The rest of the folder structure above will become this JSON Design Document
{
"_id" : "_design/myapp",
"_attachments": {
"images/logo.png": {
"content_type": "image/png",
"revpos": 1,
"digest": "md5-GDPL+eLwE7kzEDWY7X4KdQ==",
"length": 886,
"stub": true
}
},
"lists": {
"xml": "function..."
},
"rewrites": "function...",
"shows": {
"preview": "function...",
"xml": "function..."
}
"updates": {
"in-place": "function..."
},
"views": {
"foobar": {
"map": "function...",
"reduce": "function..."
}
},
"validate_doc_update": "function...",
}
Contributing to CouchApp Ecosystem¶
Contributing¶
This repository holds all of the code in the project. The Python
couchapp
script is the bulk of the repository, but the JavaScript
stuff is in there to.
The jquery.couch.app.js and jquery.evently.js files are both in the vendor directory.
If you have a commit to one of the CouchApp files (JavaScript or otherwise) please let us know on the mailing list as we don’t always get the messages in our Github inbox.

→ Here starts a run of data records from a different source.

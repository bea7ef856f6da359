//! Outbound primitives the upload flow needs from the chat platform.

use async_trait::async_trait;
use std::path::{Path, PathBuf};
use teloxide::types::{ChatId, InlineKeyboardMarkup, MessageId, UserId};

use crate::core::error::AppResult;

/// A photo arrived in a private chat
#[derive(Debug, Clone)]
pub struct PhotoReceived {
    pub chat: ChatId,
    pub user: UserId,
    /// Transfer handle of the largest photo size
    pub file_id: String,
}

/// A destination menu button was pressed
#[derive(Debug, Clone)]
pub struct SelectionMade {
    pub chat: ChatId,
    pub user: UserId,
    /// The menu message, edited in place with the outcome
    pub message: MessageId,
    pub query_id: String,
    /// Raw callback payload
    pub data: String,
}

/// Message primitives. All text is HTML.
#[async_trait]
pub trait Relay: Send + Sync {
    async fn send_text(
        &self,
        chat: ChatId,
        text: &str,
        keyboard: Option<InlineKeyboardMarkup>,
        reply_to: Option<MessageId>,
    ) -> AppResult<MessageId>;

    async fn edit_text(
        &self,
        chat: ChatId,
        message: MessageId,
        text: &str,
        keyboard: Option<InlineKeyboardMarkup>,
    ) -> AppResult<()>;

    /// Acknowledges a button press, optionally with a toast or alert
    async fn answer_selection(&self, query_id: &str, text: Option<&str>, alert: bool) -> AppResult<()>;

    /// Fetches `file_id` into `destination` and returns the written path
    async fn download(&self, file_id: &str, destination: &Path) -> AppResult<PathBuf>;
}
//! User database and downloaded-asset references

pub mod assets;
pub mod db;

// Re-exports for convenience
pub use assets::{AssetStore, ClaimedAsset};
pub use db::{create_pool, get_connection, DbConnection, DbPool};
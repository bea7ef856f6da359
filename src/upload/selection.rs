//! Callback payload codec for the destination menu.
//!
//! Payloads are `<action>:<id>` where action is `upload_<tag>` or
//! `delete_image`. Telegram limits callback data to 64 bytes.

const UPLOAD_PREFIX: &str = "upload_";
const DELETE_ACTION: &str = "delete_image";

/// Telegram's limit for `callback_data`
pub const MAX_CALLBACK_DATA_LEN: usize = 64;

#[derive(Debug, Clone, PartialEq, Eq)]
pub enum MenuAction {
    /// Upload to the host with this tag
    Upload(String),
    Delete,
}

/// A user's choice from the destination menu
#[derive(Debug, Clone, PartialEq, Eq)]
pub struct MenuSelection {
    pub action: MenuAction,
    pub id: String,
}

impl MenuSelection {
    pub fn upload(tag: impl Into<String>, id: impl Into<String>) -> Self {
        Self {
            action: MenuAction::Upload(tag.into()),
            id: id.into(),
        }
    }

    pub fn delete(id: impl Into<String>) -> Self {
        Self {
            action: MenuAction::Delete,
            id: id.into(),
        }
    }

    /// Parses a callback payload. Returns `None` for anything that is not a
    /// well-formed menu payload.
    pub fn parse(data: &str) -> Option<Self> {
        if !data.is_ascii() {
            return None;
        }
        let (action, id) = data.split_once(':')?;
        if id.is_empty() || id.contains(':') {
            return None;
        }

        let action = if action == DELETE_ACTION {
            MenuAction::Delete
        } else {
            let tag = action.strip_prefix(UPLOAD_PREFIX)?;
            if tag.is_empty() {
                return None;
            }
            MenuAction::Upload(tag.to_string())
        };

        Some(Self {
            action,
            id: id.to_string(),
        })
    }

    pub fn encode(&self) -> String {
        match &self.action {
            MenuAction::Upload(tag) => format!("{UPLOAD_PREFIX}{tag}:{}", self.id),
            MenuAction::Delete => format!("{DELETE_ACTION}:{}", self.id),
        }
    }
}
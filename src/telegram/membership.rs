//! Channel membership lookup via `getChatMember`

use async_trait::async_trait;
use teloxide::prelude::*;
use teloxide::types::{ChatMemberStatus, Recipient, UserId};

use crate::core::error::AppResult;
use crate::upload::MembershipCheck;

#[derive(Clone)]
pub struct TelegramMembership {
    bot: Bot,
}

impl TelegramMembership {
    pub fn new(bot: Bot) -> Self {
        Self { bot }
    }
}

/// `-100123` is a chat id, anything else a public `@username`
pub fn channel_recipient(channel: &str) -> Recipient {
    match channel.parse::<i64>() {
        Ok(id) => Recipient::Id(ChatId(id)),
        Err(_) => {
            let name = channel.trim_start_matches('@');
            Recipient::ChannelUsername(format!("@{name}"))
        }
    }
}

#[async_trait]
impl MembershipCheck for TelegramMembership {
    async fn is_member(&self, user: UserId, channel: &str) -> AppResult<bool> {
        let member = self.bot.get_chat_member(channel_recipient(channel), user).await?;
        let present = matches!(
            member.status(),
            ChatMemberStatus::Owner | ChatMemberStatus::Administrator | ChatMemberStatus::Member
        );
        log::debug!("User {} in {}: {:?}", user, channel, member.status());
        Ok(present)
    }
}
//! Telegram bot integration: bot setup, relay, membership, commands, webhook

pub mod admin;
pub mod bot;
pub mod handlers;
pub mod membership;
pub mod relay;
pub mod webhook;

// Re-exports for convenience
pub use bot::{create_bot, setup_bot_commands, Command};
pub use handlers::{schema, HandlerDeps, HandlerError};
pub use membership::TelegramMembership;
pub use relay::TelegramRelay;
pub use teloxide::Bot;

Also, documentation and blog posting is very much appreciated. Don’t be afraid to tell us how CouchApp sucks. We want it to be very easy to use, so giving us a high bar to reach is important.
If you prefer developing mobile apps with Titanium, @pegli maintains a module which wraps Couchbase Lite for that platform.
If you’ve built a sync powered app and are starting to hit the point where Apache CouchDB filtered replication doesn’t scale for you, you might want to check out the Couchbase Sync Gateway which uses the same sync protocol but is designed to give efficient subsets of a big data corpus to sync clients. So you can sync to CouchDB or Couchbase Lite (nee TouchDB).
Or simply use rcouch a custom distribution of Apache CouchDB with a bunch of new features that offers since a while incremental view changes (indexed on the disk) and replication support using a view and allows you to replicate in an efficient manner subsets of your databases.
Last thing, PouchDB is the future of browser based sync apps. It can sync with the same sync protocols but uses the built-in storage of HTML5.
Roadmap¶
Warning
The content is out of date.
Developer Toolchain¶
couchapp.py
¶
- upload only changed attachments (md5 on attachment stubs?)
- Coverage rate improvement
- Python3 support
Node.js CouchApp Tools¶
- try Mikeal’s Node.js CouchApp style
JavaScript Libraries¶
$.couch.app()¶
- Make this responsible only for loading code from the Couch, and bootstrapping the CommonJS runtime.
- make $.couch.app.utils a commonjs library.
- move into Apache CouchDB’s
share/www/script
RFC: Please Comment¶
This please suggest anything you think is missing.